Below this line is a set of entries; quote exactly the lines from the line that contains "weighted.push((persona.weight.max(0.0), result.pmf));" to the line that contains "let even = 1.0", both lines included.

┌────────

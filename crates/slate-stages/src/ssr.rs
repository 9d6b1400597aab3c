//! The ssr stage: simulate every persona × hook combination and gate it.

use serde_json::json;
use slate_core::{async_trait, RunContext, RunStage, StageHandler};
use slate_quality::{GateEvaluator, SsrMetrics};
use slate_ssr::seed::hash_u64;
use slate_ssr::{
    pmf, Pmf, SimulationEngine, SimulationMode, SimulationResult, ANCHOR_COUNT, EMBEDDING_MODEL,
};
use std::fmt::Write as _;
use tracing::{debug, warn};

use crate::error::{GateViolation, SourceError};
use crate::runtime::{ArtifactEnvelope, PipelineRuntime, SsrAudit, SsrEvaluation};

/// Seed of one combination, derived from the run seed
pub fn combination_seed(run_seed: u64, persona_id: &str, hook_id: &str) -> u64 {
    hash_u64(&[&run_seed.to_le_bytes(), persona_id.as_bytes(), hook_id.as_bytes()])
}

/// Gate metrics of a simulation. Relevance checks read the rating
/// distribution; purchase-intent checks read the price-adjusted one.
pub fn metrics_of(result: &SimulationResult, fast_track: bool) -> SsrMetrics {
    SsrMetrics {
        relevance_mean: result.mean,
        ks: result.ks_score,
        entropy: result.entropy,
        entropy_coverage_ratio: result.entropy_coverage(),
        bimodal_share: result.bimodal,
        separation: result.separation,
        purchase_intent_mean: Some(result.purchase_intent_mean),
        purchase_intent_high_mass: Some(result.purchase_intent_high_mass),
        fast_track,
    }
}

pub struct SsrStage {
    engine: SimulationEngine,
    evaluator: GateEvaluator,
}

impl SsrStage {
    pub fn new(evaluator: GateEvaluator) -> Self {
        Self {
            engine: SimulationEngine::new(),
            evaluator,
        }
    }

    fn write_artifacts(
        &self,
        context: &RunContext,
        runtime: &mut PipelineRuntime,
        results: &[SimulationResult],
        audit: &SsrAudit,
    ) -> anyhow::Result<()> {
        let config = json!({
            "anchor_sets_version": context.anchor_set_version,
            "model_revision": context.model_revision,
            "embedding_model": EMBEDDING_MODEL,
            "sets": ANCHOR_COUNT,
            "seed": runtime.seed,
        });

        let mut responses = String::new();
        let mut ks_entropy = String::from("persona_id,hook_id,ks,entropy\n");
        let mut separation = String::from("persona_id,hook_id,separation,bimodal\n");
        for result in results {
            for response in &result.responses {
                responses.push_str(&serde_json::to_string(response)?);
                responses.push('\n');
            }
            writeln!(
                ks_entropy,
                "{},{},{:.4},{:.4}",
                result.persona_id, result.hook_id, result.ks_score, result.entropy
            )?;
            writeln!(
                separation,
                "{},{},{:.4},{:.4}",
                result.persona_id, result.hook_id, result.separation, result.bimodal
            )?;
        }

        let stage = RunStage::Ssr;
        runtime.push_artifact(ArtifactEnvelope::json(stage, "ssr_config", serde_json::to_string_pretty(&config)?));
        runtime.push_artifact(ArtifactEnvelope::jsonl(stage, "ssr_responses", responses));
        runtime.push_artifact(ArtifactEnvelope::csv(stage, "ks_entropy", ks_entropy));
        runtime.push_artifact(ArtifactEnvelope::json(
            stage,
            "ssr_pmf",
            serde_json::to_string(&json!({ "pmf": audit.aggregate_pmf }))?,
        ));
        runtime.push_artifact(ArtifactEnvelope::csv(stage, "separation", separation));
        runtime.push_artifact(ArtifactEnvelope::json(
            stage,
            "ssr_gates",
            serde_json::to_string_pretty(&audit.evaluations)?,
        ));
        Ok(())
    }
}

#[async_trait]
impl StageHandler<PipelineRuntime> for SsrStage {
    async fn handle(&self, context: &RunContext, runtime: &mut PipelineRuntime) -> anyhow::Result<()> {
        if runtime.personas.is_empty() {
            return Err(SourceError::Empty("personas").into());
        }
        if runtime.hooks.is_empty() {
            return Err(SourceError::Empty("hooks").into());
        }

        let mut results = Vec::with_capacity(runtime.personas.len() * runtime.hooks.len());
        let mut evaluations = Vec::with_capacity(results.capacity());
        let mut weighted: Vec<(f64, Pmf)> = Vec::with_capacity(results.capacity());

        for persona in &runtime.personas {
            for hook in &runtime.hooks {
                let seed = combination_seed(runtime.seed, &persona.persona_id, &hook.hook_id);
                let result = self.engine.run(persona, hook, seed, SimulationMode::Sim)?;
                let metrics = metrics_of(&result, runtime.fast_track);
                let verdict = self.evaluator.evaluate(&metrics);

                let id = format!("{}:{}", persona.persona_id, hook.hook_id);
                debug!(run_id = %context.run_id, combination = %id, ok = verdict.ok, "SSR evaluated");
                evaluations.push(SsrEvaluation {
                    id,
                    metrics,
                    ok: verdict.ok,
                    reason: verdict.reason,
                });
                weighted.push((persona.weight.max(0.0), result.pmf));
                results.push(result);
            }
        }

        let total: f64 = weighted.iter().map(|(weight, _)| weight).sum();
        let aggregate_pmf = if total > 0.0 {
            pmf::mix(weighted.iter().map(|(weight, dist)| (weight / total, dist)))
        } else {
            let even = 1.0 / weighted.len() as f64;
            pmf::mix(weighted.iter().map(|(_, dist)| (even, dist)))
        };

        let audit = SsrAudit {
            evaluations,
            aggregate_pmf,
        };
        self.write_artifacts(context, runtime, &results, &audit)?;

        let violations: Vec<String> = audit
            .failures()
            .map(|failure| {
                format!(
                    "{} {}",
                    failure.id,
                    failure.reason.as_deref().unwrap_or("gate failed")
                )
            })
            .collect();
        runtime.ssr = Some(audit);

        if violations.is_empty() {
            return Ok(());
        }

        warn!(run_id = %context.run_id, failures = violations.len(), "SSR gates failed");
        let failure = json!({
            "stage": RunStage::Ssr,
            "violations": violations,
        });
        runtime.push_artifact(ArtifactEnvelope::json(
            RunStage::Ssr,
            "failure",
            serde_json::to_string_pretty(&failure)?,
        ));
        Err(GateViolation::new(RunStage::Ssr, violations).into())
    }
}

#[cfg(test)]
mod tests {
    use super::*;
    use slate_ssr::{run_simulation, Device, HookRecord, PersonaRecord, PriceSensitivity};

    fn simulate(price_sensitivity: PriceSensitivity) -> SimulationResult {
        let persona = PersonaRecord {
            persona_id: "p".to_string(),
            name: "Clinic manager".to_string(),
            jtbd: "fill cancelled slots".to_string(),
            context: "three dental clinics".to_string(),
            trigger: "no-show spike".to_string(),
            blocker: "phone-only booking".to_string(),
            price_sensitivity,
            confidence_level: 0.7,
            evidence_refs: vec![],
            weight: 1.0,
        };
        let hook = HookRecord {
            hook_id: "h".to_string(),
            segment_id: "s".to_string(),
            device: Device::Desktop,
            hook_text: "Refill 9 of 10 cancelled slots by text".to_string(),
            proof_ref: "case-7".to_string(),
            novelty: 0.4,
            min_distance: 0.4,
            legal_risk: 0.0,
        };
        run_simulation(&persona, &hook, 31, "sim").unwrap()
    }

    #[test]
    fn test_purchase_intent_metrics_follow_price_sensitivity() {
        let result = simulate(PriceSensitivity::High);
        let metrics = metrics_of(&result, false);
        assert_eq!(metrics.relevance_mean, result.mean);
        assert_eq!(metrics.purchase_intent_mean, Some(result.purchase_intent_mean));
        assert_eq!(metrics.purchase_intent_high_mass, Some(result.purchase_intent_high_mass));
        assert!(result.purchase_intent_mean < result.mean);

        let relaxed = metrics_of(&simulate(PriceSensitivity::Low), false);
        assert!(relaxed.purchase_intent_mean > metrics.purchase_intent_mean);
        assert_eq!(relaxed.relevance_mean, metrics.relevance_mean);
    }

    #[test]
    fn test_combination_seed_depends_on_all_parts() {
        let base = combination_seed(4242, "p", "h");
        assert_eq!(base, combination_seed(4242, "p", "h"));
        assert_ne!(base, combination_seed(4243, "p", "h"));
        assert_ne!(base, combination_seed(4242, "p", "g"));
        assert_ne!(combination_seed(1, "ab", "c"), combination_seed(1, "a", "bc"));
    }
}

└────────

Task answer:
                weighted.push((persona.weight.max(0.0), result.pmf));
                results.push(result);
            }
        }

        let total: f64 = weighted.iter().map(|(weight, _)| weight).sum();
        let aggregate_pmf = if total > 0.0 {
            pmf::mix(weighted.iter().map(|(weight, dist)| (weight / total, dist)))
        } else {
            let even = 1.0 / weighted.len() as f64;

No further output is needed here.